Incluso si Sofía hubiera hecho una reaparición espectacular, su opinión sobre esa mujer no cambiaría.
Él solo tenía un objetivo: proteger a Isa, estar a su lado y brindarle el mayor apoyo y ayuda posibles.
Por lo tanto, poniéndose del lado de Isabel, atacó ferozmente a Sofía por ella.
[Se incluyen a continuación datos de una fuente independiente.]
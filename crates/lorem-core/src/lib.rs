//! Placeholder "lorem ipsum" text generation.
//!
//! The [`Generator`] owns a private, shuffled copy of the vocabulary and a
//! random source. It produces word spans with [`Generator::generate`] and
//! whole paragraphs with [`Generator::generate_paragraphs`].

pub mod config;
pub mod generator;
pub mod words;

pub use config::GeneratorConfig;
pub use generator::{Generator, GeneratorBuilder};

use thiserror::Error;

#[derive(Error, Debug)]
pub enum LoremError {
    #[error("IO error: {0}")]
    Io(#[from] std::io::Error),
    #[error("TOML error: {0}")]
    Toml(#[from] toml::de::Error),
    #[error("Invalid config: {0}")]
    InvalidConfig(String),
    #[error("Vocabulary is empty")]
    EmptyVocabulary,
    #[error("Invalid vocabulary word: {0:?}")]
    InvalidWord(String),
}

pub type Result<T> = std::result::Result<T, LoremError>;

/// What to generate: paragraphs take priority over words.
#[derive(Debug, Clone, Copy, Default, PartialEq, Eq)]
pub struct Request {
    pub words: usize,
    pub paragraphs: usize,
}

impl Request {
    pub fn words(words: usize) -> Self {
        Self {
            words,
            paragraphs: 0,
        }
    }

    pub fn paragraphs(paragraphs: usize) -> Self {
        Self {
            words: 0,
            paragraphs,
        }
    }
}

/// Generate text for `request` with a fresh generator configured from the
/// environment.
pub fn generate_ipsum(request: Request) -> String {
    Generator::from_env().generate_from(&request)
}
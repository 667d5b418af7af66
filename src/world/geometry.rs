use glam::{DVec2, DVec3, IVec2};
use smallvec::SmallVec;

/// 2-D line segment in grid units.
#[derive(Clone, Copy, Debug, PartialEq)]
pub struct Line {
    pub p1: DVec2,
    pub p2: DVec2,
}

impl Line {
    pub fn new(p1: DVec2, p2: DVec2) -> Self {
        Self { p1, p2 }
    }

    /// Segment starting at `origin`, pointing along `angle` (radians, CCW from +X).
    pub fn from_angle(origin: DVec2, angle: f64, length: f64) -> Self {
        let (s, c) = angle.sin_cos();
        Self {
            p1: origin,
            p2: origin + DVec2::new(c, s) * length,
        }
    }

    #[inline]
    pub fn angle(&self) -> f64 {
        let d = self.p2 - self.p1;
        d.y.atan2(d.x)
    }

    #[inline]
    pub fn length(&self) -> f64 {
        self.p1.distance(self.p2)
    }
}

/// 3-D line segment; `z` is measured in grid-cell heights.
#[derive(Clone, Copy, Debug, PartialEq)]
pub struct Line3d {
    pub p1: DVec3,
    pub p2: DVec3,
}

impl Line3d {
    pub fn new(p1: DVec3, p2: DVec3) -> Self {
        Self { p1, p2 }
    }

    /// Segment of 3-D `length` from `origin` along `heading`/`pitch`.
    pub fn from_angle(origin: DVec3, heading: f64, pitch: f64, length: f64) -> Self {
        let (sp, cp) = pitch.sin_cos();
        let (sh, ch) = heading.sin_cos();
        let base = length * cp;
        Self {
            p1: origin,
            p2: origin + DVec3::new(base * ch, base * sh, length * sp),
        }
    }

    /// Like [`Line3d::from_angle`], but `base_length` is measured on the XY
    /// plane and the Z rise follows from the pitch.
    pub fn from_base_angle(origin: DVec3, heading: f64, pitch: f64, base_length: f64) -> Self {
        let (sh, ch) = heading.sin_cos();
        Self {
            p1: origin,
            p2: origin
                + DVec3::new(
                    base_length * ch,
                    base_length * sh,
                    base_length * pitch.tan(),
                ),
        }
    }

    #[inline]
    pub fn length(&self) -> f64 {
        self.p1.distance(self.p2)
    }

    /// Angle on the XY plane (radians).
    #[inline]
    pub fn heading(&self) -> f64 {
        let d = self.p2 - self.p1;
        d.y.atan2(d.x)
    }

    /// Elevation above the XY plane (radians).
    #[inline]
    pub fn pitch(&self) -> f64 {
        let d = self.p2 - self.p1;
        d.z.atan2(d.truncate().length())
    }
}

#[derive(Clone, Copy, Debug, PartialEq)]
pub struct Circle {
    pub center: DVec2,
    pub radius: f64,
}

/// Half-open screen or texture rectangle: `min` inclusive, `max` exclusive.
#[derive(Clone, Copy, Debug, Default, PartialEq, Eq, Hash)]
pub struct Rect {
    pub min: IVec2,
    pub max: IVec2,
}

impl Rect {
    #[inline]
    pub const fn new(x0: i32, y0: i32, x1: i32, y1: i32) -> Self {
        Self {
            min: IVec2::new(x0, y0),
            max: IVec2::new(x1, y1),
        }
    }

    #[inline]
    pub fn width(&self) -> i32 {
        self.max.x - self.min.x
    }

    #[inline]
    pub fn height(&self) -> i32 {
        self.max.y - self.min.y
    }

    #[inline]
    pub fn is_empty(&self) -> bool {
        self.width() <= 0 || self.height() <= 0
    }

    #[inline]
    pub fn contains(&self, p: IVec2) -> bool {
        p.x >= self.min.x && p.x < self.max.x && p.y >= self.min.y && p.y < self.max.y
    }
}

/*──────────────────────── intersections ─────────────────────────*/

/// Intersection point of two segments, `None` if parallel or disjoint.
pub fn line_intersection(a: Line, b: Line) -> Option<DVec2> {
    let da = a.p1 - a.p2;
    let db = b.p1 - b.p2;
    let denom = da.x * db.y - da.y * db.x;
    if denom == 0.0 {
        return None;
    }

    let ab = a.p1 - b.p1;
    let t = (ab.x * db.y - ab.y * db.x) / denom;
    if !(0.0..=1.0).contains(&t) {
        return None;
    }
    let u = -(da.x * ab.y - da.y * ab.x) / denom;
    if !(0.0..=1.0).contains(&u) {
        return None;
    }

    Some(a.p1 + (a.p2 - a.p1) * t)
}

/// Points where `line` crosses `circle`.
///
/// With `segment_only` the hits are limited to the segment itself,
/// otherwise the line is treated as infinite.
pub fn line_circle_intersection(
    line: Line,
    circle: Circle,
    segment_only: bool,
) -> SmallVec<[DVec2; 2]> {
    let mut out = SmallVec::new();

    let d = line.p2 - line.p1;
    let f = line.p1 - circle.center;
    let a = d.length_squared();
    if a == 0.0 {
        return out;
    }
    let b = 2.0 * f.dot(d);
    let c = f.length_squared() - circle.radius * circle.radius;

    let disc = b * b - 4.0 * a * c;
    if disc < 0.0 {
        return out;
    }

    let root = disc.sqrt();
    let t1 = (-b - root) / (2.0 * a);
    let t2 = (-b + root) / (2.0 * a);

    for t in [t1, t2] {
        if segment_only && !(0.0..=1.0).contains(&t) {
            continue;
        }
        let p = line.p1 + d * t;
        // tangent hit: both roots land on the same point
        if out.last() == Some(&p) {
            continue;
        }
        out.push(p);
    }
    out
}

/*──────────────────────── scalar helpers ────────────────────────*/

#[inline]
pub fn dist_squared(a: DVec2, b: DVec2) -> f64 {
    a.distance_squared(b)
}

#[inline]
pub fn radians(degrees: f64) -> f64 {
    degrees.to_radians()
}

#[inline]
pub fn degrees(radians: f64) -> f64 {
    radians.to_degrees()
}

/// Length of the leg opposite `angle` in a right triangle with the given
/// adjacent leg.
#[inline]
pub fn opposite_leg(angle: f64, adjacent: f64) -> f64 {
    adjacent * angle.tan()
}

/// Unit-free polar → cartesian.
#[inline]
pub fn polar(angle: f64, length: f64) -> DVec2 {
    let (s, c) = angle.sin_cos();
    DVec2::new(c, s) * length
}

/*====================================================================*/
/*                                Tests                                */
/*====================================================================*/
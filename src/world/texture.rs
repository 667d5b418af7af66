// Format-agnostic repository of RGBA textures plus the material table that
// turns grid cells into texture handles. The engine interacts through
// `TextureId` and the `TextureSource` trait only.

use std::collections::HashMap;

use crate::renderer::Rgba;

/// Runtime handle for a texture in this bank.
///
/// *Guaranteed* to remain stable for the lifetime of the bank.
pub type TextureId = u16;

/// `TextureId` whose pixels are the checkerboard fallback.
/// Always = 0 because `TextureBank::new()` inserts it first.
pub const NO_TEXTURE: TextureId = 0;

/// CPU-side storage: 32-bit **ARGB** (0xAARRGGBB) in row-major order.
#[derive(Clone, Debug, PartialEq)]
pub struct Texture {
    pub name: String,
    pub w: usize,
    pub h: usize,
    pub pixels: Vec<Rgba>,
}

/// Convenience checkerboard 8×8 (magenta/black).
impl Default for Texture {
    fn default() -> Self {
        const LIGHT: Rgba = 0xFF_FF00FF;
        const DARK: Rgba = 0xFF_000000;
        let mut pix = vec![0; 8 * 8];
        for y in 0..8 {
            for x in 0..8 {
                pix[y * 8 + x] = if (x ^ y) & 1 == 0 { LIGHT } else { DARK };
            }
        }
        Texture {
            name: "CHECKER".to_string(),
            w: 8,
            h: 8,
            pixels: pix,
        }
    }
}

impl Texture {
    /// Wrap decoded pixels; `pixels.len()` must equal `w * h`.
    pub fn new<S: Into<String>>(
        name: S,
        w: usize,
        h: usize,
        pixels: Vec<Rgba>,
    ) -> Result<Self, TextureError> {
        let name = name.into();
        if w == 0 || h == 0 || pixels.len() != w * h {
            return Err(TextureError::BadSize {
                name,
                w,
                h,
                len: pixels.len(),
            });
        }
        Ok(Self { name, w, h, pixels })
    }

    /// Single-colour texture.
    pub fn solid<S: Into<String>>(name: S, w: usize, h: usize, color: Rgba) -> Self {
        Self {
            name: name.into(),
            w,
            h,
            pixels: vec![color; w * h],
        }
    }

    /// Texel at `(x, y)`, wrapping both coordinates so callers may pass
    /// tiled or slightly out-of-range sample positions.
    #[inline]
    pub fn texel(&self, x: i32, y: i32) -> Rgba {
        let u = x.rem_euclid(self.w as i32) as usize;
        let v = y.rem_euclid(self.h as i32) as usize;
        self.pixels[v * self.w + u]
    }
}

/// Things that can go wrong when using the bank.
#[derive(Debug, thiserror::Error, PartialEq, Eq)]
pub enum TextureError {
    /// Attempted to insert a second texture with an existing name.
    #[error("texture name `{0}` already present in bank")]
    Duplicate(String),

    /// Requested ID is outside `0 .. bank.len()`.
    #[error("texture id {0} out of range")]
    BadId(TextureId),

    /// Pixel vector does not match the declared dimensions.
    #[error("texture `{name}` is {w}×{h} but carries {len} pixels")]
    BadSize {
        name: String,
        w: usize,
        h: usize,
        len: usize,
    },
}

/// A format-agnostic cache of textures.
///
/// * Does **not** know about PNG or any other container; that’s the
///   loader’s job.
/// * Stores exactly one copy of every name.
/// * ID **0** is always the “missing” checkerboard.
pub struct TextureBank {
    by_name: HashMap<String, TextureId>,
    data: Vec<Texture>,
}

impl TextureBank {
    // ---------------------------------------------------------------------
    // Constructors
    // ---------------------------------------------------------------------

    /// Create an empty bank with a mandatory *missing* texture used as
    /// fallback. The texture is inserted under the fixed name `"MISSING"`
    /// and obtains the handle **0**.
    pub fn new(missing_tex: Texture) -> Self {
        let mut by_name = HashMap::new();
        by_name.insert("MISSING".into(), NO_TEXTURE);
        Self {
            by_name,
            data: vec![missing_tex],
        }
    }

    pub fn default_with_checker() -> Self {
        Self::new(Texture::default())
    }

    // ---------------------------------------------------------------------
    // Query helpers
    // ---------------------------------------------------------------------

    /// Number of textures stored (including the “missing” one).
    pub fn len(&self) -> usize {
        self.data.len()
    }
    pub fn is_empty(&self) -> bool {
        self.data.len() == 1
    } // only checker

    /// Obtain the id for a *loaded* texture by name.
    pub fn id(&self, name: &str) -> Option<TextureId> {
        self.by_name.get(name).copied()
    }

    /// Fallback-safe query: unknown names resolve to the checkerboard id.
    pub fn id_or_missing(&self, name: &str) -> TextureId {
        self.id(name).unwrap_or(NO_TEXTURE)
    }

    /// Borrow a texture by id, with bounds-checking.
    pub fn texture(&self, id: TextureId) -> Result<&Texture, TextureError> {
        self.data.get(id as usize).ok_or(TextureError::BadId(id))
    }

    /// Mutable borrow (e.g. for animated textures).
    pub fn texture_mut(&mut self, id: TextureId) -> Result<&mut Texture, TextureError> {
        self.data
            .get_mut(id as usize)
            .ok_or(TextureError::BadId(id))
    }

    // ---------------------------------------------------------------------
    // Mutations
    // ---------------------------------------------------------------------

    /// Insert a texture under `name`.
    ///
    /// * Returns the newly assigned `TextureId`.
    /// * Fails if the name already exists (`Duplicate`).
    pub fn insert<S: Into<String>>(
        &mut self,
        name: S,
        tex: Texture,
    ) -> Result<TextureId, TextureError> {
        let name = name.into();
        if self.by_name.contains_key(&name) {
            return Err(TextureError::Duplicate(name));
        }
        let id = self.data.len() as TextureId;
        self.data.push(tex);
        self.by_name.insert(name, id);
        Ok(id)
    }
}

/*======================================================================*/
/*                          Material lookup                             */
/*======================================================================*/

/// Which grid axis the ray crossed when it hit a wall.
#[derive(Clone, Copy, Debug, PartialEq, Eq, Hash)]
pub enum Side {
    /// Stepped along X: the face is perpendicular to the X axis.
    X,
    /// Stepped along Y.
    Y,
}

/// One wall hit as seen by the material lookup.
#[derive(Clone, Copy, Debug, PartialEq, Eq)]
pub struct CellHit {
    pub x: usize,
    pub y: usize,
    pub layer: usize,
    pub side: Side,
    /// Raw grid value (`> 0`).
    pub value: i32,
}

/// Texture/material lookup consumed by the engine.
///
/// Read concurrently by every column task, hence `Sync`.
pub trait TextureSource: Sync {
    /// Texture for a wall face, `None` = draw nothing for this column.
    fn wall_texture(&self, hit: CellHit) -> Option<TextureId>;

    /// Floor texture under grid cell `(x, y)`, `None` = leave transparent.
    fn floor_texture(&self, x: usize, y: usize) -> Option<&Texture>;

    /// Resolve a handle for drawing.
    fn texture(&self, id: TextureId) -> Option<&Texture>;
}

/// Slot rewrites applied to faces hit on the X side.
///
/// Asymmetric wall art (a house front that differs from its side) is
/// expressed as data here instead of branches in the lookup.
#[derive(Clone, Debug, Default, PartialEq, Eq)]
pub struct SideRemap(HashMap<usize, usize>);

impl SideRemap {
    pub fn new() -> Self {
        Self::default()
    }

    /// Builder-style insert: X-side hits on `from` use `to` instead.
    pub fn with(mut self, from: usize, to: usize) -> Self {
        self.0.insert(from, to);
        self
    }

    pub fn insert(&mut self, from: usize, to: usize) {
        self.0.insert(from, to);
    }

    #[inline]
    pub fn apply(&self, slot: usize) -> usize {
        self.0.get(&slot).copied().unwrap_or(slot)
    }
}

impl FromIterator<(usize, usize)> for SideRemap {
    fn from_iter<I: IntoIterator<Item = (usize, usize)>>(iter: I) -> Self {
        Self(iter.into_iter().collect())
    }
}

/// Default [`TextureSource`]: cell value `v` selects wall slot `v - 1`.
pub struct Materials {
    bank: TextureBank,
    walls: Vec<TextureId>,
    x_side: SideRemap,
    floor: Option<TextureId>,
    render_floor: bool,
}

impl Materials {
    pub fn new(bank: TextureBank) -> Self {
        Self {
            bank,
            walls: Vec::new(),
            x_side: SideRemap::default(),
            floor: None,
            render_floor: true,
        }
    }

    pub fn bank(&self) -> &TextureBank {
        &self.bank
    }

    pub fn bank_mut(&mut self) -> &mut TextureBank {
        &mut self.bank
    }

    /// Bind wall slot `slot` (cell value `slot + 1`) to a texture.
    pub fn set_wall(&mut self, slot: usize, id: TextureId) -> Result<(), TextureError> {
        self.bank.texture(id)?;
        if self.walls.len() <= slot {
            self.walls.resize(slot + 1, NO_TEXTURE);
        }
        self.walls[slot] = id;
        Ok(())
    }

    /// Replace the slot list wholesale; index = cell value − 1.
    pub fn set_walls(&mut self, ids: Vec<TextureId>) -> Result<(), TextureError> {
        for &id in &ids {
            self.bank.texture(id)?;
        }
        self.walls = ids;
        Ok(())
    }

    pub fn set_side_remap(&mut self, remap: SideRemap) {
        self.x_side = remap;
    }

    pub fn set_floor(&mut self, id: Option<TextureId>) -> Result<(), TextureError> {
        if let Some(id) = id {
            self.bank.texture(id)?;
        }
        self.floor = id;
        Ok(())
    }

    pub fn set_render_floor(&mut self, on: bool) {
        self.render_floor = on;
    }

    pub fn render_floor(&self) -> bool {
        self.render_floor
    }

    /// Resolve a cell value and side to a slot, `None` for empty cells.
    fn slot(&self, value: i32, side: Side) -> Option<usize> {
        let slot = usize::try_from(value.checked_sub(1)?).ok()?;
        Some(match side {
            Side::X => self.x_side.apply(slot),
            Side::Y => slot,
        })
    }
}

impl TextureSource for Materials {
    fn wall_texture(&self, hit: CellHit) -> Option<TextureId> {
        let slot = self.slot(hit.value, hit.side)?;
        self.walls.get(slot).copied()
    }

    fn floor_texture(&self, _x: usize, _y: usize) -> Option<&Texture> {
        if !self.render_floor {
            return None;
        }
        self.bank.texture(self.floor?).ok()
    }

    fn texture(&self, id: TextureId) -> Option<&Texture> {
        self.bank.texture(id).ok()
    }
}

/*======================================================================*/
/*                               Tests                                  */
/*======================================================================*/
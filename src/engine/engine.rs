use glam::{DVec2, DVec3};
use log::{debug, trace};
use rayon::{ThreadPool, ThreadPoolBuilder, prelude::*};

use crate::{
    engine::{
        buffers::{FloorBuffer, LayerBuffer, SpriteSlots, texture_slices},
        config::{ConfigError, EngineConfig, EngineError, validate_fov, validate_view},
        convergence::{Convergence, converge},
        order::comb_sort,
        sprites::{SpriteCast, cast_sprite},
        types::{CastContext, ColumnSlice, Lighting, Screen, Viewer},
        walls,
    },
    renderer::{Renderer, Rgba, Tint},
    world::{
        camera::CameraPose,
        geometry::{Rect, degrees, dist_squared, opposite_leg, radians},
        grid::GridMap,
        sprite::Sprite,
        texture::{TextureId, TextureSource},
    },
};

const DEFAULT_SKY: Rgba = 0xFF_4060A0;
const DEFAULT_FLOOR: Rgba = 0xFF_303030;

/// Frame orchestrator: owns the camera, the per-frame buffers and the
/// sprite worker pool.
///
/// Per frame: pose setters → [`Engine::update`] → [`Engine::draw`].
pub struct Engine<M: GridMap, T: TextureSource> {
    grid: M,
    textures: T,
    config: EngineConfig,

    pose: CameraPose,
    dir: DVec2,
    plane: DVec2,
    screen: Screen,
    render_layers: usize,

    /* per-frame buffers */
    layers: Vec<LayerBuffer>,
    zbuffer: Vec<f64>,
    floor: FloorBuffer,
    tex_slices: Vec<Rect>,
    sprite_slots: SpriteSlots,
    sprite_order: Vec<usize>,
    sprite_dist: Vec<f64>,
    sprite_pool: ThreadPool,
    convergence: Option<Convergence>,

    /* background */
    sky_texture: Option<TextureId>,
    floor_texture: Option<TextureId>,
    sky_color: Rgba,
    floor_color: Rgba,
}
—¡Sofía es una rompehogares profesional! Le encanta robar los hombres de otras.
—Cuando nos cruzamos con ella en Rosarito, Leandro se lo dijo muy claro... que ya no la amaba, que no la quería más.
—¡Pero esa mujer es más calculadora que nadie, las cosas que ha hecho son simplemente increíbles!
Aunque no entró en detalles sobre el resto de las cosas, le dejó muy claro a Lucía que si se ponía a investigar, seguramente se quedaría con la boca abierta.
Ya de por sí no tenía una buena actitud hacia Sofía.
Con Javier hablando así, a Lucía ya ni le interesó saber qué clase de hombre se había conseguido.
Si era una rompehogares habitual, ningún buen hombre la querría.
Incluso si su belleza lograba atraer a algún hombre poderoso, no pasaría de ser solo la amante.
Pensando de esa manera, Lucía sintió que todo encajaba de repente. —Con razón lleva guardaespaldas cuando va al centro comercial o cuando sale a pasear. Su hombre seguro es el esposo de otra y no tiene tiempo para ella.
Javier se rio con desprecio. —Y si tuviera tiempo tampoco se atrevería a sacarla en público. ¡Si la esposa legítima los descubre, la mata a golpes!
—Sí, tiene sentido. —Lucía volvió a comer, ya más tranquila.
¡Por fin había cortado el problema de raíz!
Isabel suspiró aliviada.
Mientras menos personas supieran que Sofía había logrado enamorar a Lorenzo, mejor.
Especialmente su futura cuñada, Lucía. Si ella descubría la verdad hoy, vería con sus propios ojos cómo Sofía escalaba socialmente, lo que pondría una presión silenciosa sobre ella y Leandro.
El estatus de la familia de Lorenzo era superior al de Leandro, y al ser más joven, prácticamente significaba que... él era mucho más capaz que Leandro.
Si Sofía ya no amaba a Leandro, era porque había encontrado a alguien mejor.
Desde la perspectiva de Leandro, esto significaría que se había quedado corto.